**Task details**
Each line from the beginning of the data below through the line containing "template.ops.len()" should be repeated exactly, please.

**Available data**

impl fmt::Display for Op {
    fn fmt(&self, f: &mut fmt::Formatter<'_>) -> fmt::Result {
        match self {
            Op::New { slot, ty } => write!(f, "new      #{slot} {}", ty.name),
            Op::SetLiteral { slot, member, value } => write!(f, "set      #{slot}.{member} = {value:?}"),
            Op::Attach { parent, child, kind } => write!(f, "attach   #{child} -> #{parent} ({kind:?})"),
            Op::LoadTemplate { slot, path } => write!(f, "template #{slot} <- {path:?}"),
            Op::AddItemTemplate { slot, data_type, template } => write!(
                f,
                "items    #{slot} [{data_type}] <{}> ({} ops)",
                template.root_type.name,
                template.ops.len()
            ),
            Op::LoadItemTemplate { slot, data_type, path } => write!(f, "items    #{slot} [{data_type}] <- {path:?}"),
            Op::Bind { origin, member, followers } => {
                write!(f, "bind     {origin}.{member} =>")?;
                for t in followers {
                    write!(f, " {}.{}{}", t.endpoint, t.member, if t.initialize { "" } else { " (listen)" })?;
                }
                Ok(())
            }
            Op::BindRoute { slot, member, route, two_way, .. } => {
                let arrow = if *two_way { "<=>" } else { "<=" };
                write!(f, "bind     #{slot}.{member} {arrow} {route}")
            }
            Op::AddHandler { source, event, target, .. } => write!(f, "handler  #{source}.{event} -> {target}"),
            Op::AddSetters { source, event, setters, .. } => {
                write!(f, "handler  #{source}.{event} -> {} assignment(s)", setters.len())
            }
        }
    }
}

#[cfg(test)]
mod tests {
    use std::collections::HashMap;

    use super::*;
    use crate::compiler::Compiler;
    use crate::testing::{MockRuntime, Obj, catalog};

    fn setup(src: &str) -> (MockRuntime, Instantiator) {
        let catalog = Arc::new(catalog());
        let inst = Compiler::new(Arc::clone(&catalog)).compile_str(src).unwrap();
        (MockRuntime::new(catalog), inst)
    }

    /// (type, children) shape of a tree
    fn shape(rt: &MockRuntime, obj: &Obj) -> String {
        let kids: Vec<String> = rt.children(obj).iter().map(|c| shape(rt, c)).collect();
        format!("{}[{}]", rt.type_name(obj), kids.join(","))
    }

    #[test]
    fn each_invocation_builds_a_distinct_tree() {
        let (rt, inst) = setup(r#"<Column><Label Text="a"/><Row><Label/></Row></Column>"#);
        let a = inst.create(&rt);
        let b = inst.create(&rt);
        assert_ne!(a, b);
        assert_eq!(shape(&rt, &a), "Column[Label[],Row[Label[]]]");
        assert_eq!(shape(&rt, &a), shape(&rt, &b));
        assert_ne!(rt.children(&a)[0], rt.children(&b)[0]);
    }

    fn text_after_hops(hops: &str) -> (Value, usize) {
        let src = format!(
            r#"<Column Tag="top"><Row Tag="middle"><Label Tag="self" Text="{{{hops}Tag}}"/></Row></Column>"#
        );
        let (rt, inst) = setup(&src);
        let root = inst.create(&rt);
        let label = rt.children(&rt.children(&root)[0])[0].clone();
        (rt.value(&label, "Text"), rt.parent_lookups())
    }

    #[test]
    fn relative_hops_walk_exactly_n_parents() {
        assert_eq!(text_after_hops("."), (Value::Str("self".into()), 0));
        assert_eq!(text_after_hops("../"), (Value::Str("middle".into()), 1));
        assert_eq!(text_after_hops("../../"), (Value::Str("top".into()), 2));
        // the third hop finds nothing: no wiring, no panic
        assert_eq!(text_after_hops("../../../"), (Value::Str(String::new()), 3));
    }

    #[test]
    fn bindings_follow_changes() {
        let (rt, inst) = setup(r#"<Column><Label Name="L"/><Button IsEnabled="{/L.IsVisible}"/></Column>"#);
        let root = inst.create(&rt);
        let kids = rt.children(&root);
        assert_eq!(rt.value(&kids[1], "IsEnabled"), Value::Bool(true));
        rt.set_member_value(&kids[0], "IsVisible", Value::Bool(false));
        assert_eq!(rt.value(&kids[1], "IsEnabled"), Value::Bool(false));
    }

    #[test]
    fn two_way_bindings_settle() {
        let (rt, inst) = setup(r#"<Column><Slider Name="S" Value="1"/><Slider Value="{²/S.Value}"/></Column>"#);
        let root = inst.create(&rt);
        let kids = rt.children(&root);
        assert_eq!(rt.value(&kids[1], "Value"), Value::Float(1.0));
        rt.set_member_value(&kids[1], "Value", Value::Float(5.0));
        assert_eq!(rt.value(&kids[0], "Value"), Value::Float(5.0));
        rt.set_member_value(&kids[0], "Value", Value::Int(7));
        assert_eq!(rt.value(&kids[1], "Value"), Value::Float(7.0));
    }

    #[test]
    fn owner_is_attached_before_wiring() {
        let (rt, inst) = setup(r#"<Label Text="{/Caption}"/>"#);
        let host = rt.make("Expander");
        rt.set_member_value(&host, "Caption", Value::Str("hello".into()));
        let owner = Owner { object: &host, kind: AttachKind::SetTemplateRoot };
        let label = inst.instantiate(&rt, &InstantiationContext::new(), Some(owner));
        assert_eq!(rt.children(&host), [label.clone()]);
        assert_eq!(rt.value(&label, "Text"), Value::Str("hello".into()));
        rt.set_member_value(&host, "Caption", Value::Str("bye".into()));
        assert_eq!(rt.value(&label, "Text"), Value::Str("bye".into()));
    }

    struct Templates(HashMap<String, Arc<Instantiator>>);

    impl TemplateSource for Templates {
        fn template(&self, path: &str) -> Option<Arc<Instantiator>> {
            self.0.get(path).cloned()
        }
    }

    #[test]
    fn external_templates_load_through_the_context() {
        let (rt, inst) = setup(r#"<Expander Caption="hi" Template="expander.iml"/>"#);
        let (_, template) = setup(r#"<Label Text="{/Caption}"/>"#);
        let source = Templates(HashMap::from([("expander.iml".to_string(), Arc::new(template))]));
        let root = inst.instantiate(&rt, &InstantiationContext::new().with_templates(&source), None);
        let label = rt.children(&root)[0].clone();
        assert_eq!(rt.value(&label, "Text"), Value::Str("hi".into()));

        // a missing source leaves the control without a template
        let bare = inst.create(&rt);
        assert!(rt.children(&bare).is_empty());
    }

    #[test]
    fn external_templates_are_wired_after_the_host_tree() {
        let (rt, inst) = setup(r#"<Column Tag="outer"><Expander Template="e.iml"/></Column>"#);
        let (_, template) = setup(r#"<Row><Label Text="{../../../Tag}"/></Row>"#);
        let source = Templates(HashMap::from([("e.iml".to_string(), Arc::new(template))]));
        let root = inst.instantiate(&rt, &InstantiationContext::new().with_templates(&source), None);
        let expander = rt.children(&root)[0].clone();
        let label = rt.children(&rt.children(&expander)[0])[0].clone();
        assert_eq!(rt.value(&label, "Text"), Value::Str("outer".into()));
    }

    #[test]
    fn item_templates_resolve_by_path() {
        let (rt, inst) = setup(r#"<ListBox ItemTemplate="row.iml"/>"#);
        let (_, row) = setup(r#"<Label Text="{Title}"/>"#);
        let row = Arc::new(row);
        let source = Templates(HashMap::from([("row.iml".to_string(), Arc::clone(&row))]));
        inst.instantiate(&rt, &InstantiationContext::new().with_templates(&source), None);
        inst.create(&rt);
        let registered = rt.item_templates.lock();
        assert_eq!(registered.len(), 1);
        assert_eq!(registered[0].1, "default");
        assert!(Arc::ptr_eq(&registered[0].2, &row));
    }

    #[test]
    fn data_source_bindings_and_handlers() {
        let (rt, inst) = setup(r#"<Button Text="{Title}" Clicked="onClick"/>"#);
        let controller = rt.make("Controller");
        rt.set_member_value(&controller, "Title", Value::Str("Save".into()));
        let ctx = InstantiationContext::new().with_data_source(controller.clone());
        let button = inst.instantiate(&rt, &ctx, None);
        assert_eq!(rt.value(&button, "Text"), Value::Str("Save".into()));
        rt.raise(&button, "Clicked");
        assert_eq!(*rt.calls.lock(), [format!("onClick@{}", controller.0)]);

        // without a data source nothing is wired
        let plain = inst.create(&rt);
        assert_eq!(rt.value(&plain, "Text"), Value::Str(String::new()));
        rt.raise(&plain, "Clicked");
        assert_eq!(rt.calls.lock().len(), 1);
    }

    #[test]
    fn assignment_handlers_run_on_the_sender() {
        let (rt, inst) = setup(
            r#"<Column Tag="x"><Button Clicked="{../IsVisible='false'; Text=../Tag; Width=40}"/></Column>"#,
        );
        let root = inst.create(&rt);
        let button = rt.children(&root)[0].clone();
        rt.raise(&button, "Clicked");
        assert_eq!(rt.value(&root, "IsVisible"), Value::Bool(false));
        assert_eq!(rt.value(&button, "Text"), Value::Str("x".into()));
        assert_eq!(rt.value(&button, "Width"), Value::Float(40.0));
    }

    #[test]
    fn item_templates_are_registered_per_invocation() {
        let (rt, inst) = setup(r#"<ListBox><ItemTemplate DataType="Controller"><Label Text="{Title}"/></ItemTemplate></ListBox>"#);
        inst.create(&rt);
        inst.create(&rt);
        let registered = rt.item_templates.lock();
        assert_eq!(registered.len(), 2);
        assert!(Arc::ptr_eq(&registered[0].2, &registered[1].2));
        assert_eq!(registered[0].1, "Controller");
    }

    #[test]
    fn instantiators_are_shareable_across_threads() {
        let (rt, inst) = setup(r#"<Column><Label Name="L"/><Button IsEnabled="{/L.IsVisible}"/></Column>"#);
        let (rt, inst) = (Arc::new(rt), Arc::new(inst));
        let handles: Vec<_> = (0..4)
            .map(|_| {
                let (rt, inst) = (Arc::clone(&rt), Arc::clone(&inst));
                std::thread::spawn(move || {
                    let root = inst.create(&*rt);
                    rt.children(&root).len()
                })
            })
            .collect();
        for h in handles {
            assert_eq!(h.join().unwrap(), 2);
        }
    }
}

**Expected answer**
impl fmt::Display for Op {
    fn fmt(&self, f: &mut fmt::Formatter<'_>) -> fmt::Result {
        match self {
            Op::New { slot, ty } => write!(f, "new      #{slot} {}", ty.name),
            Op::SetLiteral { slot, member, value } => write!(f, "set      #{slot}.{member} = {value:?}"),
            Op::Attach { parent, child, kind } => write!(f, "attach   #{child} -> #{parent} ({kind:?})"),
            Op::LoadTemplate { slot, path } => write!(f, "template #{slot} <- {path:?}"),
            Op::AddItemTemplate { slot, data_type, template } => write!(
                f,
                "items    #{slot} [{data_type}] <{}> ({} ops)",
                template.root_type.name,
                template.ops.len()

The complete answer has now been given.